MAHLER, B.J.1, GARNER, B.D.1 and MASSEI, N.2, (1)Texas Water Science Center, U.S. Geological Survey, 8027 Exchange Dr, Austin, TX 78751, (2)Département de Géologie, Université de Rouen, 10, boulevard de Broglie, Rouen, 76821, France, bjmahler@usgs.gov

Contaminants in surface water entering karst aquifers in focused recharge can be transported rapidly through the system to discharge at springs. Such contaminants act as anthropogenic tracers of ground-water transport; analysis of their breakthrough curves as they discharge from springs allows identification and apportionment of contaminant sources, and can provide insight into aquifer structure and function. At Barton Springs, the principal outlet for the Barton Springs segment of the Edwards aquifer, near Austin, Texas, breakthrough curves for several anthropogenic and natural tracers have been analyzed. The proportion of discharge composed of recent recharge is determined with a mixing model for oxygen-18: following rainfall, an initial increase in discharge related to pressure transfer is clearly seen, followed by a further increase consisting of an increasing proportion of recently recharged water, which reaches a maximum about 48 hours after rainfall. First appearance of contaminants varies from less than 20 to more than 40 hours after rainfall, depending on the contaminant, aquifer conditions, and location of contaminant source.
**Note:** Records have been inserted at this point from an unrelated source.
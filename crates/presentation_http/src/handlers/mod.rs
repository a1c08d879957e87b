//! HTTP request handlers

pub mod dashboard;
pub mod health;
pub mod notifications;
pub mod weather;
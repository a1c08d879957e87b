//! Serving with a bounded graceful shutdown

use std::future::{Future, IntoFuture};
use std::time::Duration;

use axum::Router;
use tokio::{net::TcpListener, sync::oneshot};
use tracing::{info, warn};

/// Serve `app` until `signal` resolves, then give open connections at most
/// `drain` to finish before returning
pub async fn serve_with_drain_timeout<F>(
    listener: TcpListener,
    app: Router,
    signal: F,
    drain: Duration,
) -> std::io::Result<()>
where
    F: Future<Output = ()> + Send + 'static,
{
    let (fired_tx, fired_rx) = oneshot::channel();
    let signal = async move {
        signal.await;
        let _ = fired_tx.send(());
    };

    let server = axum::serve(listener, app)
        .with_graceful_shutdown(signal)
        .into_future();
    tokio::pin!(server);

    tokio::select! {
        biased;
        result = &mut server => return result,
        Ok(()) = fired_rx => {},
    }

    info!("Waiting up to {:?} for connections to close", drain);
    if let Ok(result) = tokio::time::timeout(drain, server).await {
        result
    } else {
        warn!("Connections still open after {:?}, shutting down anyway", drain);
        Ok(())
    }
}

#[cfg(test)]
mod tests {
    use super::*;
    use axum::routing::get;
    use tokio::io::{AsyncReadExt, AsyncWriteExt};
    use tokio::net::TcpStream;

    async fn start(
        drain: Duration,
    ) -> (
        std::net::SocketAddr,
        oneshot::Sender<()>,
        tokio::task::JoinHandle<std::io::Result<()>>,
    ) {
        let app = Router::new()
            .route("/hang", get(|| std::future::pending::<&'static str>()))
            .route("/quick", get(|| async { "done" }));
        let listener = TcpListener::bind("127.0.0.1:0").await.unwrap();
        let addr = listener.local_addr().unwrap();
        let (stop_tx, stop_rx) = oneshot::channel::<()>();
        let handle = tokio::spawn(serve_with_drain_timeout(
            listener,
            app,
            async move {
                let _ = stop_rx.await;
            },
            drain,
        ));
        (addr, stop_tx, handle)
    }

    async fn send_get(addr: std::net::SocketAddr, path: &str) -> TcpStream {
        let mut stream = TcpStream::connect(addr).await.unwrap();
        let request = format!("GET {path} HTTP/1.1\r\nHost: localhost\r\n\r\n");
        stream.write_all(request.as_bytes()).await.unwrap();
        stream
    }

    #[tokio::test]
    async fn stuck_request_does_not_outlive_drain_timeout() {
        let (addr, stop, handle) = start(Duration::from_millis(200)).await;
        let _client = send_get(addr, "/hang").await;
        tokio::time::sleep(Duration::from_millis(100)).await;

        stop.send(()).unwrap();

        let result = tokio::time::timeout(Duration::from_secs(5), handle)
            .await
            .expect("server kept waiting on the stuck request");
        assert!(result.unwrap().is_ok());
    }

    #[tokio::test]
    async fn idle_server_stops_promptly() {
        let (addr, stop, handle) = start(Duration::from_secs(30)).await;
        let mut client = send_get(addr, "/quick").await;
        let mut buf = vec![0u8; 512];
        let n = client.read(&mut buf).await.unwrap();
        assert!(String::from_utf8_lossy(&buf[..n]).starts_with("HTTP/1.1 200"));
        drop(client);

        stop.send(()).unwrap();

        let result = tokio::time::timeout(Duration::from_secs(5), handle)
            .await
            .expect("idle server did not stop");
        assert!(result.unwrap().is_ok());
    }
}
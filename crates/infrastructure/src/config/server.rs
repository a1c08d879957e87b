//! Dashboard HTTP server configuration.

use serde::{Deserialize, Serialize};

use super::default_true;

/// HTTP server configuration
#[derive(Debug, Clone, Serialize, Deserialize)]
pub struct ServerConfig {
    /// Host to bind to
    #[serde(default = "default_host")]
    pub host: String,

    /// Port to bind to
    #[serde(default = "default_port")]
    pub port: u16,

    /// Enable CORS
    #[serde(default = "default_true")]
    pub cors_enabled: bool,

    /// Graceful shutdown timeout in seconds
    #[serde(default)]
    pub shutdown_timeout_secs: Option<u64>,

    /// Directory served under `/static`, if any
    #[serde(default)]
    pub static_dir: Option<String>,
}

fn default_host() -> String {
    "0.0.0.0".to_string()
}

const fn default_port() -> u16 {
    8080
}

impl Default for ServerConfig {
    fn default() -> Self {
        Self {
            host: default_host(),
            port: default_port(),
            cors_enabled: true,
            shutdown_timeout_secs: Some(30),
            static_dir: None,
        }
    }
}

impl ServerConfig {
    /// `host:port` for binding
    #[must_use]
    pub fn bind_address(&self) -> String {
        format!("{}:{}", self.host, self.port)
    }
}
Decomposition of breakthrough curves of sediment, nutrients, pesticides, and volatile organic compounds at the different spring orifices indicates the existence and approximate location of multiple conduit flow routes, contaminant times of travel, and probable contaminant sources. Differences in breakthrough curve shape and magnitude indicate urban runoff, contaminant spills, and infiltration through the soil zone as sources of different contaminants. Comparison of contaminant loads in recharging surface water to those estimated for the decomposed breakthrough curves allows apportionment of contaminants to the five watersheds contributing recharge to the aquifer.